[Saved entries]
---+---

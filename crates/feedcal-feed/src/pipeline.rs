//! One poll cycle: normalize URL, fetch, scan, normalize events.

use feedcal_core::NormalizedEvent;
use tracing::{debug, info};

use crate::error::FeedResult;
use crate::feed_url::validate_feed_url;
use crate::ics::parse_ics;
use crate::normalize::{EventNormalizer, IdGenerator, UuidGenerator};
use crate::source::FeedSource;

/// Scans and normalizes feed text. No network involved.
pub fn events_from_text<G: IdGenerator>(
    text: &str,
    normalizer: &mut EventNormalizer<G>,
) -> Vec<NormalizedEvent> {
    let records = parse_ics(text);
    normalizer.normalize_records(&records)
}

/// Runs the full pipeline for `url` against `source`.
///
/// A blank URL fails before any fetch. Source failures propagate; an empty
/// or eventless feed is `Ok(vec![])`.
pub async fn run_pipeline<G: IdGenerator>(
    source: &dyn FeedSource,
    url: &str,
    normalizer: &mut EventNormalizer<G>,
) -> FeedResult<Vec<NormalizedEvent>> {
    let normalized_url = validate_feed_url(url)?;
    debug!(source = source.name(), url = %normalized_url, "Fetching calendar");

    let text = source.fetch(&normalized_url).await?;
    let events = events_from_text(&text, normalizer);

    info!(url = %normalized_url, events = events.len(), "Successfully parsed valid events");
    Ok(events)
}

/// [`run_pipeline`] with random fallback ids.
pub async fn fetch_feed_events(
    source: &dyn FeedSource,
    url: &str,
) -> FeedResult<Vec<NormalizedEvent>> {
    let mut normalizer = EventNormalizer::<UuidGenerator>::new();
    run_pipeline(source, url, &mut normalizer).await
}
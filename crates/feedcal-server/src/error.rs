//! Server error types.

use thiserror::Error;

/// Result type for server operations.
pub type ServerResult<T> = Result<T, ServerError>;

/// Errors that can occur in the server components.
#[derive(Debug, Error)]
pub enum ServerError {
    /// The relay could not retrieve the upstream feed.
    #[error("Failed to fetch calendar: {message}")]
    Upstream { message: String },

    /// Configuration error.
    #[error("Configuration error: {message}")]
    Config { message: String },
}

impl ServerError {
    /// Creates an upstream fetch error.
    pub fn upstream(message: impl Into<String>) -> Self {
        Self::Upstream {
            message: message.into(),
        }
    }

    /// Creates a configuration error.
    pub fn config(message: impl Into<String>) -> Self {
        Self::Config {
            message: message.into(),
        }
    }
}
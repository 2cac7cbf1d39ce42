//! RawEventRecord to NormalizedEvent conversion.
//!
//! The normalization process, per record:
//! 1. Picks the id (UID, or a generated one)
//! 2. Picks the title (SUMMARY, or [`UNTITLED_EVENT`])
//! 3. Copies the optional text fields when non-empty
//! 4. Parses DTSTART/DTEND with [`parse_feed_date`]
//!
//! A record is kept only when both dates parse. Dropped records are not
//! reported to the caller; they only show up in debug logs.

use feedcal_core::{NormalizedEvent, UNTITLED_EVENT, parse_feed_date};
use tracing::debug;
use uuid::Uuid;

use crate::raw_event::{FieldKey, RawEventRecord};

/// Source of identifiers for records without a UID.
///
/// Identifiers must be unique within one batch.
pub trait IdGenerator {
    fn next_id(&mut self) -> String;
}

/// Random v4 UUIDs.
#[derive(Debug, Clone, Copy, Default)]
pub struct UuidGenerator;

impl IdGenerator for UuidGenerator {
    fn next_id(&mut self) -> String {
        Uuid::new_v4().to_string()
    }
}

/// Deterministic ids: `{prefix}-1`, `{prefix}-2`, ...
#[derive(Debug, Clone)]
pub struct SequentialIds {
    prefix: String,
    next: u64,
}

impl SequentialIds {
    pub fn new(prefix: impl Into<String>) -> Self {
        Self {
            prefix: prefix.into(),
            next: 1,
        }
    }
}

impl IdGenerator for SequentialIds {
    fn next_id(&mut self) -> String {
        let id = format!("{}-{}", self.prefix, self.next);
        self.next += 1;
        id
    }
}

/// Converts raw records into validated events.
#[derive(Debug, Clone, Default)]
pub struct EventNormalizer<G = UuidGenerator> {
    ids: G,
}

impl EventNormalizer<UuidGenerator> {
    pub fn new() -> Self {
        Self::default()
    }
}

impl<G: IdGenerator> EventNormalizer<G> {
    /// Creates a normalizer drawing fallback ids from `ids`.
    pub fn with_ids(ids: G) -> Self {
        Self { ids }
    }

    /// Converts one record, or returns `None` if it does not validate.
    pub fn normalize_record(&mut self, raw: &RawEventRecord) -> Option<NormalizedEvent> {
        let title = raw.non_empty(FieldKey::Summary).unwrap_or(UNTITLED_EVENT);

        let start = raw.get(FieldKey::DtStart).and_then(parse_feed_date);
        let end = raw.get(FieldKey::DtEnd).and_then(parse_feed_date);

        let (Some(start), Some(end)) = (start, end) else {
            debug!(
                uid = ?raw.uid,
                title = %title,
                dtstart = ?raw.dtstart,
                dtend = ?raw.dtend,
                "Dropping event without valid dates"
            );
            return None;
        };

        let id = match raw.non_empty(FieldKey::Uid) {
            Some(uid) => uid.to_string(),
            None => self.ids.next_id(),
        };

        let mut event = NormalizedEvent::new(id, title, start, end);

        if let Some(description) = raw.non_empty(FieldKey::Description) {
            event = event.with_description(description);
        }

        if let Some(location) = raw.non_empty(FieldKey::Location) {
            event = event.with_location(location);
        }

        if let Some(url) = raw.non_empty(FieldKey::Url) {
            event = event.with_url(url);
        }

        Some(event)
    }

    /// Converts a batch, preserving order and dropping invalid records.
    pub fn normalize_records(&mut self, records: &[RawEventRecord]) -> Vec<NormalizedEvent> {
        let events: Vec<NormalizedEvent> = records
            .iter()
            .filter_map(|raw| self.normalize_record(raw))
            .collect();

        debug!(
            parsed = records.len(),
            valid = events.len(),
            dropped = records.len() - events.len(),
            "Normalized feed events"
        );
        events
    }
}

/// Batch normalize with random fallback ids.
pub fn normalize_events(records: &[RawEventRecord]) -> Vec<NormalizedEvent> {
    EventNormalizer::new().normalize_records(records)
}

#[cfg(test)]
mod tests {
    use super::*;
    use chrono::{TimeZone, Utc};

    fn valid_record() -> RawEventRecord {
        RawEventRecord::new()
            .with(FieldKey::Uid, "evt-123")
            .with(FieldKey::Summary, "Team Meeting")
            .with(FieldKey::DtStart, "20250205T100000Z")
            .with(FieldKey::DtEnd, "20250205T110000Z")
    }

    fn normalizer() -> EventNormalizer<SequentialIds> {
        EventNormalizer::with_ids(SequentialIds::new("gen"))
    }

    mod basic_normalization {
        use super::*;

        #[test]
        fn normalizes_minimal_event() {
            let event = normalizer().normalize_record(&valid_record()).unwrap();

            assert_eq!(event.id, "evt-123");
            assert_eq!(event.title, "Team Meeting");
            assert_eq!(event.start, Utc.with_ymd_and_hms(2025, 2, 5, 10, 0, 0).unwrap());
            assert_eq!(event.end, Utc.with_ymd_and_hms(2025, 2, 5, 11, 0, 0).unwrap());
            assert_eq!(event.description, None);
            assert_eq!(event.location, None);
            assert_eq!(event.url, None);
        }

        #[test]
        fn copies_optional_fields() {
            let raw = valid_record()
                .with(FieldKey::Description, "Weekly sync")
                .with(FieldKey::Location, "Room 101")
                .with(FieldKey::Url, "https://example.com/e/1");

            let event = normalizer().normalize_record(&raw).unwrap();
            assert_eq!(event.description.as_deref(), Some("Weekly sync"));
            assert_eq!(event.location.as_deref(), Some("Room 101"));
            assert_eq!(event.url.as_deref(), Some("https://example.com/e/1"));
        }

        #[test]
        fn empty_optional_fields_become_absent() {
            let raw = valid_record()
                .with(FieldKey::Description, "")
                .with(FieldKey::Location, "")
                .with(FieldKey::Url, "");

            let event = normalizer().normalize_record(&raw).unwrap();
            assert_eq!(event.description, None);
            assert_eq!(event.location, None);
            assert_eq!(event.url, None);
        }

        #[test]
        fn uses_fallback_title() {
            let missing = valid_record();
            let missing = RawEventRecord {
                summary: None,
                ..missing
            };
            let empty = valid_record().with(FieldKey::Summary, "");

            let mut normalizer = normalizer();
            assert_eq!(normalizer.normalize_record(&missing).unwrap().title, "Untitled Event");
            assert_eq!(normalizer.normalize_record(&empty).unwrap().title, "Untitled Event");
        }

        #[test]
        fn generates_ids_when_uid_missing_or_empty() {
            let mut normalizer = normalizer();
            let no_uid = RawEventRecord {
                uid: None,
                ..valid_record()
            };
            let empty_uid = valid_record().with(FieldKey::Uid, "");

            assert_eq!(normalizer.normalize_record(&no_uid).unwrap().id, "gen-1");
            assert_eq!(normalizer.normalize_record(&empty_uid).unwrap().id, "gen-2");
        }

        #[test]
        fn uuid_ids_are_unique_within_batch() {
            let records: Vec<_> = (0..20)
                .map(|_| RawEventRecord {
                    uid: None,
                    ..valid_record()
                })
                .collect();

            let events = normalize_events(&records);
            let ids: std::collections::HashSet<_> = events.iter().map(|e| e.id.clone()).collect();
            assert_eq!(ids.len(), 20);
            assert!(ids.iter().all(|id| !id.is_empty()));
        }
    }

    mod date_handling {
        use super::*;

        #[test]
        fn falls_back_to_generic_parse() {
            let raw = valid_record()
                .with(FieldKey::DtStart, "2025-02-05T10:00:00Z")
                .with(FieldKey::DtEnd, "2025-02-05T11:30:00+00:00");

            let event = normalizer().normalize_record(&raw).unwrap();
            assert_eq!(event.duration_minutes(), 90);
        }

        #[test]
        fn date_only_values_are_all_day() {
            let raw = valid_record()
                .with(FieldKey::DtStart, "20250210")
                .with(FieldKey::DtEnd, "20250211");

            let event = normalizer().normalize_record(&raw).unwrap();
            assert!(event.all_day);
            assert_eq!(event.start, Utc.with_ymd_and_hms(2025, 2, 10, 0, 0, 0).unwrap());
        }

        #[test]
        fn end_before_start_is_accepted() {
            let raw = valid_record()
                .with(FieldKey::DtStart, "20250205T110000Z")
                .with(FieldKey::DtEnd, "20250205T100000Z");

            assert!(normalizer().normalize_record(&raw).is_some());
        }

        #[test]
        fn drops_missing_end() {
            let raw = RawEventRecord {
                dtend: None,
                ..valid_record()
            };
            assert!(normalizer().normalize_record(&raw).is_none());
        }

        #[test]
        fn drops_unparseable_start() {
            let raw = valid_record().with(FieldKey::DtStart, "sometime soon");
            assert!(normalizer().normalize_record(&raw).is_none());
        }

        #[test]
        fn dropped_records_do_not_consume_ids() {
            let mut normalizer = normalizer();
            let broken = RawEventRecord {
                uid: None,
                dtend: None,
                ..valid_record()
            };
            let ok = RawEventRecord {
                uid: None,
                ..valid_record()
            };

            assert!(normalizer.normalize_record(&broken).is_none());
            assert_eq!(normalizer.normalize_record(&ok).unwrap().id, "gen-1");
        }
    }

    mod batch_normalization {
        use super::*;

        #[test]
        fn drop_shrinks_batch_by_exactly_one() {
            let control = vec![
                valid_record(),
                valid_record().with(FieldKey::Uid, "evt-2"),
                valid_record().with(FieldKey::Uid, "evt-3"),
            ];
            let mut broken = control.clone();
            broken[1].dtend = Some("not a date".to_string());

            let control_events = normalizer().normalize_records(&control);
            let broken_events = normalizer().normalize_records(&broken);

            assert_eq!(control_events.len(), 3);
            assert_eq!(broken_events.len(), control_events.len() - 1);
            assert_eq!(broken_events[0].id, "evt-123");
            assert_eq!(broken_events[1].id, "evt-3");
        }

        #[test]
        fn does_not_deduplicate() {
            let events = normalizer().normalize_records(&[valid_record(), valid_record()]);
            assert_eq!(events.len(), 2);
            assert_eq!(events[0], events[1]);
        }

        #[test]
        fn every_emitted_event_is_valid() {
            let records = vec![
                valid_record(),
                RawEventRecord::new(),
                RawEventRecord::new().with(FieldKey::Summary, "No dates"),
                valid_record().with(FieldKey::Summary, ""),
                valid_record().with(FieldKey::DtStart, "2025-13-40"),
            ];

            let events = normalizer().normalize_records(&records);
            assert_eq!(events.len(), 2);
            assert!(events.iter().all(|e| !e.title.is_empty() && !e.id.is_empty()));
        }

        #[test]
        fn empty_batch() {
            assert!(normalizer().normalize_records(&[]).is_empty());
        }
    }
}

---+---

▸ **Assignment**
Look over the entries above. Copy every line that contains the word "tracing".

▸ **Response area**
use tracing::{debug, info};
use tracing::debug;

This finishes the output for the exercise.